Usability starts Innovation
Moshe Rappaport of the IBM Research Lab in Zuerich can look back at about 40 years of IT experience, but still, his speech at the 2009 Future Network Conference started with a rather vague "Something is happening in 2009". - And it was great. Rappaport touched current trends like Social Media, Outernet, Augmented Reality, Crowds - and came to his conclusion: The road of innovation does definitely not start with technology anymore. The road of innovation used to lead from technology through business to social impacts. Now it is the other way round: We have social changes, requirements, sometimes there is a business behind, sometimes it's just cool and we don't really know where business could be - but good thinhgs are never about technology. Technology might provide great solutions - but that's worthless, if the benefit that technology could provide is actually not wanted. IT projects have to start with usability. If we don't know how and why we want to use it (and if we don't like it), we should not build it.
Innovation does not start with on great idea, it starts with a problem and a need. It's not done by a genius, innovation happens in a big and complex ecosystem.
One big challenge with that: the ways to deal with innovation are still old; projectmanagement methods are still from the seventies. The real change that is needed in the business world is to develop ways of communication and cooperation that represent networks and function in compplex unstructured environments.
Business shifts towards social factors
Close to that was another important aspect that Clemens Cap highlighted in his presentation (Clemens teaches computer science at university Rostock; he also contributed to the Trust Exchange Research). Not only innovation shifts, the focus of business is also moving towards social. Economy used to be about goods, then it was about attention and now it is shifting towards moving people to do something, to participate. You can have everything, you can ship everything everywhere within decent time, it's easy to arouse attention, to be noticed - but that is easy for everybody nowadays, everybody can make noise, that does not make a difference anymore.
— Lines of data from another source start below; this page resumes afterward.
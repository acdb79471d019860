use std::sync::Once;

use tracing::Level;
use tracing_subscriber::{filter::LevelFilter, fmt::time::UtcTime, EnvFilter};

static INIT: Once = Once::new();

/// Logging configuration options
#[derive(Debug, Clone)]
pub struct LogConfig {
    /// Level used when `RUST_LOG` is unset
    pub level: Level,
    /// Whether to include source code locations
    pub source_location: bool,
    /// Whether to colorize output
    pub ansi: bool,
    /// Whether to prefix lines with an RFC 3339 UTC timestamp
    pub timestamps: bool,
}

impl Default for LogConfig {
    fn default() -> Self {
        Self {
            level: Level::INFO,
            source_location: false,
            ansi: true,
            timestamps: true,
        }
    }
}

/// Initialize logging system. Logs go to stderr; stdout carries the report.
///
/// Only the first call installs a subscriber, later calls are no-ops.
pub fn setup_logging(config: LogConfig) -> Result<(), String> {
    let mut result = Ok(());

    INIT.call_once(|| {
        result = setup_logging_internal(config);
    });

    result
}

fn setup_logging_internal(config: LogConfig) -> Result<(), String> {
    let filter = EnvFilter::builder()
        .with_default_directive(LevelFilter::from_level(config.level).into())
        .from_env_lossy();

    let builder = tracing_subscriber::fmt()
        .with_env_filter(filter)
        .with_writer(std::io::stderr)
        .with_target(true)
        .with_file(config.source_location)
        .with_line_number(config.source_location)
        .with_ansi(config.ansi);

    let result = if config.timestamps {
        builder.with_timer(UtcTime::rfc_3339()).try_init()
    } else {
        builder.without_time().try_init()
    };
    result.map_err(|e| format!("Failed to set global subscriber: {}", e))
}
//! Request and output types shared by the driver and the engines

use serde::{Deserialize, Serialize};

/// A single generation request, either raw text or pre-tokenized ids
#[derive(Debug, Clone, PartialEq, Eq, Serialize, Deserialize)]
pub enum PromptInput {
    Text(String),
    TokenIds(Vec<u32>),
}

impl PromptInput {
    /// The prompt text, if the request was submitted as text
    pub fn text(&self) -> Option<&str> {
        match self {
            PromptInput::Text(text) => Some(text),
            PromptInput::TokenIds(_) => None,
        }
    }
}

impl From<&str> for PromptInput {
    fn from(text: &str) -> Self {
        PromptInput::Text(text.to_string())
    }
}

impl From<String> for PromptInput {
    fn from(text: String) -> Self {
        PromptInput::Text(text)
    }
}

impl From<Vec<u32>> for PromptInput {
    fn from(ids: Vec<u32>) -> Self {
        PromptInput::TokenIds(ids)
    }
}

/// One generated continuation of a prompt
#[derive(Debug, Clone, PartialEq, Serialize, Deserialize)]
pub struct CompletionOutput {
    /// Position of this completion among the request's completions
    pub index: usize,
    /// Decoded text
    pub text: String,
    /// Generated token ids, excluding the prompt
    pub token_ids: Vec<u32>,
    /// Sum of the log-probabilities of the generated tokens
    pub cumulative_logprob: f64,
}

/// Result of one request, in submission order
#[derive(Debug, Clone, PartialEq, Serialize, Deserialize)]
pub struct RequestOutput {
    pub request_id: usize,
    /// Original prompt text; `None` for token-id requests
    pub prompt: Option<String>,
    pub prompt_token_ids: Vec<u32>,
    /// Completions, best first for beam search
    pub outputs: Vec<CompletionOutput>,
}

impl RequestOutput {
    /// Text of the first completion
    pub fn first_text(&self) -> Option<&str> {
        self.outputs.first().map(|c| c.text.as_str())
    }
}

#[cfg(test)]
mod tests {
    use super::*;

    #[test]
    fn test_prompt_conversions() {
        assert_eq!(PromptInput::from("hi").text(), Some("hi"));
        assert_eq!(PromptInput::from(vec![0, 0]).text(), None);
    }

    #[test]
    fn test_first_text() {
        let mut output = RequestOutput {
            request_id: 0,
            prompt: Some("The capital of France is".to_string()),
            prompt_token_ids: vec![1, 2, 3],
            outputs: vec![],
        };
        assert_eq!(output.first_text(), None);

        output.outputs.push(CompletionOutput {
            index: 0,
            text: " Paris".to_string(),
            token_ids: vec![4],
            cumulative_logprob: -0.5,
        });
        output.outputs.push(CompletionOutput {
            index: 1,
            text: " Lyon".to_string(),
            token_ids: vec![5],
            cumulative_logprob: -2.0,
        });
        assert_eq!(output.first_text(), Some(" Paris"));
    }
}
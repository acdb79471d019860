use tracing::info;

use crate::{
    config::Quantization,
    error::{BenchError, Result},
    model::{self, ModelLoader, PromptTokenizer, MAX_CONCURRENT_LOADS},
};

use super::{llm::LLMEngine, EngineArgs};

/// Builder for constructing an LLMEngine instance
pub struct EngineBuilder {
    args: Option<EngineArgs>,
}

impl EngineBuilder {
    /// Create a new builder instance
    pub fn new() -> Self {
        Self { args: None }
    }

    /// Set the engine arguments
    pub fn with_args(mut self, args: EngineArgs) -> Self {
        self.args = Some(args);
        self
    }

    /// Resolve the checkpoint, load one replica per device and assemble the engine.
    /// Any failure here is final; nothing is retried.
    pub async fn build(self) -> Result<LLMEngine> {
        let args = self
            .args
            .ok_or_else(|| BenchError::config("model", "Engine arguments must be set before build"))?;
        args.validate()?;

        if args.quantization == Quantization::Awq {
            return Err(BenchError::Unsupported(
                "awq quantization is not available in the candle backend".to_string(),
            ));
        }

        let (model_id, tokenizer_id, revision) = (
            args.model.clone(),
            args.tokenizer_id().to_string(),
            args.revision.clone(),
        );
        let files = tokio::task::spawn_blocking(move || {
            model::resolve_model_files(&model_id, &tokenizer_id, &revision)
        })
        .await??;

        let checkpoint = model::inspect_checkpoint(&files.config, args.trust_remote_code)?;
        args.check_model_fit(checkpoint.config.max_position_embeddings())?;
        let tokenizer = PromptTokenizer::load(&files.tokenizer)?;

        let devices = model::select_devices(args.tensor_parallel_size)?;
        let dtype = model::resolve_dtype(args.dtype, checkpoint.torch_dtype.as_deref(), &devices[0]);

        let loader = ModelLoader::new(MAX_CONCURRENT_LOADS);
        let runtimes = loader
            .load_replicas(&files.weights, &checkpoint.config, dtype, devices)
            .await?;

        info!(
            model = %args.model,
            tokenizer = %args.tokenizer_id(),
            model_type = checkpoint.config.model_type(),
            replicas = runtimes.len(),
            max_num_seqs = args.max_num_seqs,
            max_num_batched_tokens = args.max_num_batched_tokens,
            gpu_memory_utilization = args.gpu_memory_utilization,
            "engine ready"
        );

        LLMEngine::from_parts(args, tokenizer, runtimes)
    }
}

impl Default for EngineBuilder {
    fn default() -> Self {
        Self::new()
    }
}
use std::fmt;
use std::sync::atomic::{AtomicUsize, Ordering};
use std::sync::Arc;
use std::time::Instant;

use futures::future::join_all;
use indicatif::{ProgressBar, ProgressStyle};
use tracing::{debug, info, warn};

use crate::{
    error::{BenchError, Result},
    model::{GeneratedSequence, ModelRuntime, PromptTokenizer},
    sampling::SamplingParams,
    types::{CompletionOutput, PromptInput, RequestOutput},
};

use super::{
    scheduler::{Scheduler, SchedulingStep},
    EngineArgs, GenerationEngine,
};

/// Candle-backed generation engine over one or more model replicas
pub struct LLMEngine {
    args: EngineArgs,
    tokenizer: Arc<PromptTokenizer>,
    runtimes: Vec<Arc<ModelRuntime>>,
    scheduler: Scheduler,
    next_request_id: AtomicUsize,
}

/// A tokenized request waiting for its steps
struct PendingRequest {
    prompt: Option<String>,
    prompt_token_ids: Vec<u32>,
    /// Tokens this request may generate; zero when its prompt fills the model's context
    max_tokens: usize,
}

impl LLMEngine {
    /// Assemble an engine from loaded replicas. The token budget must hold
    /// the longest prompt the model accepts.
    pub(crate) fn from_parts(
        args: EngineArgs,
        tokenizer: PromptTokenizer,
        runtimes: Vec<Arc<ModelRuntime>>,
    ) -> Result<Self> {
        let max_positions = runtimes
            .first()
            .map(|runtime| runtime.max_position_embeddings())
            .ok_or_else(|| BenchError::model("An engine needs at least one model replica"))?;
        args.check_model_fit(max_positions)?;

        let scheduler = Scheduler::new(args.max_num_seqs, args.max_num_batched_tokens);
        Ok(Self {
            args,
            tokenizer: Arc::new(tokenizer),
            runtimes,
            scheduler,
            next_request_id: AtomicUsize::new(0),
        })
    }

    fn tokenize(&self, prompts: Vec<PromptInput>, params: &SamplingParams) -> Result<Vec<PendingRequest>> {
        let runtime = &self.runtimes[0];
        prompts
            .into_iter()
            .map(|prompt| {
                let (prompt, prompt_token_ids) = match prompt {
                    PromptInput::Text(text) => {
                        let ids = self.tokenizer.encode(&text)?;
                        (Some(text), ids)
                    }
                    PromptInput::TokenIds(ids) => (None, ids),
                };
                if prompt_token_ids.is_empty() {
                    return Err(BenchError::processing("Prompt must contain at least one token"));
                }
                let max_tokens = runtime.max_new_tokens(prompt_token_ids.len(), params.max_tokens);
                Ok(PendingRequest {
                    prompt,
                    prompt_token_ids,
                    max_tokens,
                })
            })
            .collect()
    }

    /// Run every sequence of one step concurrently, spreading them over the
    /// replicas. `active` maps the step's request ids onto `requests`.
    async fn run_step(
        &self,
        step: &SchedulingStep,
        active: &[usize],
        requests: &[PendingRequest],
        params: &SamplingParams,
    ) -> Result<Vec<(usize, Vec<GeneratedSequence>)>> {
        let mut handles = Vec::with_capacity(step.num_seqs);
        let mut owners = Vec::with_capacity(step.num_seqs);

        for group in &step.groups {
            let request_index = active[group.request_id];
            let request = &requests[request_index];
            for sample in group.first_seq..group.first_seq + group.num_seqs {
                let runtime = self.runtimes[handles.len() % self.runtimes.len()].clone();
                let prompt = request.prompt_token_ids.clone();
                let max_tokens = request.max_tokens;
                let params = params.clone();

                handles.push(tokio::task::spawn_blocking(move || {
                    if params.use_beam_search {
                        runtime.beam_search(&prompt, max_tokens, params.n)
                    } else {
                        let seed = params
                            .seed
                            .wrapping_add((request_index * params.n + sample) as u64);
                        runtime
                            .sample(&prompt, max_tokens, params.temperature, params.top_p, seed)
                            .map(|sequence| vec![sequence])
                    }
                }));
                owners.push(request_index);
            }
        }

        let mut completed = Vec::with_capacity(owners.len());
        for (request_index, result) in owners.into_iter().zip(join_all(handles).await) {
            completed.push((request_index, result??));
        }
        Ok(completed)
    }

    fn to_output(&self, request: PendingRequest, sequences: Vec<GeneratedSequence>) -> Result<RequestOutput> {
        let outputs = sequences
            .into_iter()
            .enumerate()
            .map(|(index, sequence)| {
                Ok(CompletionOutput {
                    index,
                    text: self.tokenizer.decode(&sequence.token_ids)?,
                    token_ids: sequence.token_ids,
                    cumulative_logprob: sequence.cumulative_logprob,
                })
            })
            .collect::<Result<Vec<_>>>()?;

        Ok(RequestOutput {
            request_id: self.next_request_id.fetch_add(1, Ordering::Relaxed),
            prompt: request.prompt,
            prompt_token_ids: request.prompt_token_ids,
            outputs,
        })
    }
}

impl fmt::Debug for LLMEngine {
    fn fmt(&self, f: &mut fmt::Formatter<'_>) -> fmt::Result {
        f.debug_struct("LLMEngine")
            .field("args", &self.args)
            .field("replicas", &self.runtimes.len())
            .finish()
    }
}

fn progress_bar(len: usize) -> ProgressBar {
    let progress = ProgressBar::new(len as u64);
    if let Ok(style) = ProgressStyle::default_bar()
        .template("Processed prompts: [{elapsed_precise}] {bar:40.cyan/blue} {pos}/{len}")
    {
        progress.set_style(style.progress_chars("##-"));
    }
    progress
}

#[async_trait::async_trait]
impl GenerationEngine for LLMEngine {
    fn args(&self) -> &EngineArgs {
        &self.args
    }

    async fn generate(
        &self,
        prompts: Vec<PromptInput>,
        params: &SamplingParams,
        use_progress: bool,
    ) -> Result<Vec<RequestOutput>> {
        params.validate()?;
        let start_time = Instant::now();

        let requests = self.tokenize(prompts, params)?;
        let mut completions: Vec<Vec<GeneratedSequence>> = vec![Vec::new(); requests.len()];

        // Prompts that fill the model's context are returned without generating
        let mut active = Vec::with_capacity(requests.len());
        for (index, request) in requests.iter().enumerate() {
            if request.max_tokens == 0 {
                warn!(
                    request = index,
                    prompt_tokens = request.prompt_token_ids.len(),
                    max_positions = self.runtimes[0].max_position_embeddings(),
                    "prompt fills the model context, returning it without generated tokens"
                );
                completions[index] = (0..params.n)
                    .map(|_| GeneratedSequence {
                        token_ids: Vec::new(),
                        cumulative_logprob: 0.0,
                    })
                    .collect();
            } else {
                active.push(index);
            }
        }

        let prompt_lens: Vec<usize> = active.iter().map(|&i| requests[i].prompt_token_ids.len()).collect();
        let steps = self.scheduler.schedule(&prompt_lens, params.sequences_per_request())?;
        info!(
            requests = requests.len(),
            steps = steps.len(),
            replicas = self.runtimes.len(),
            "starting generation"
        );

        let progress = use_progress.then(|| progress_bar(requests.len()));
        if let Some(progress) = &progress {
            progress.inc((requests.len() - active.len()) as u64);
        }

        for (step_index, step) in steps.iter().enumerate() {
            let step_start = Instant::now();
            for (request_index, sequences) in self.run_step(step, &active, &requests, params).await? {
                completions[request_index].extend(sequences);
            }

            debug!(
                step = step_index,
                num_seqs = step.num_seqs,
                num_batched_tokens = step.num_batched_tokens,
                elapsed_ms = step_start.elapsed().as_millis() as u64,
                "scheduling step finished"
            );
            if let Some(progress) = &progress {
                let finished = step
                    .groups
                    .iter()
                    .filter(|g| g.first_seq + g.num_seqs == params.sequences_per_request())
                    .count();
                progress.inc(finished as u64);
            }
        }

        if let Some(progress) = progress {
            progress.finish_and_clear();
        }

        let outputs = requests
            .into_iter()
            .zip(completions)
            .map(|(request, sequences)| self.to_output(request, sequences))
            .collect::<Result<Vec<_>>>()?;

        info!(
            requests = outputs.len(),
            elapsed_ms = start_time.elapsed().as_millis() as u64,
            "generation finished"
        );
        Ok(outputs)
    }
}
But how do you get people to do something?
The internet used to spread information and create attention - outernet and augmented reality create action. They have a more direct connection to the world, they are "there", they adapt and they use the power of the context to build value and opportunities. Outernet Media and augmented reality are always "there" "now", they have the strong context to create sense and meaning. - They touch the deep philosophical problem of the preconditions of understanding, and the long way from understandinig to action.
Both thoughts, to me, sum up to show the importance of situations and environments: We are not alone - and we don't do anything. Things happen, we are spectators, and we help to create meaning. But it's getting more and more difficult to decide on something...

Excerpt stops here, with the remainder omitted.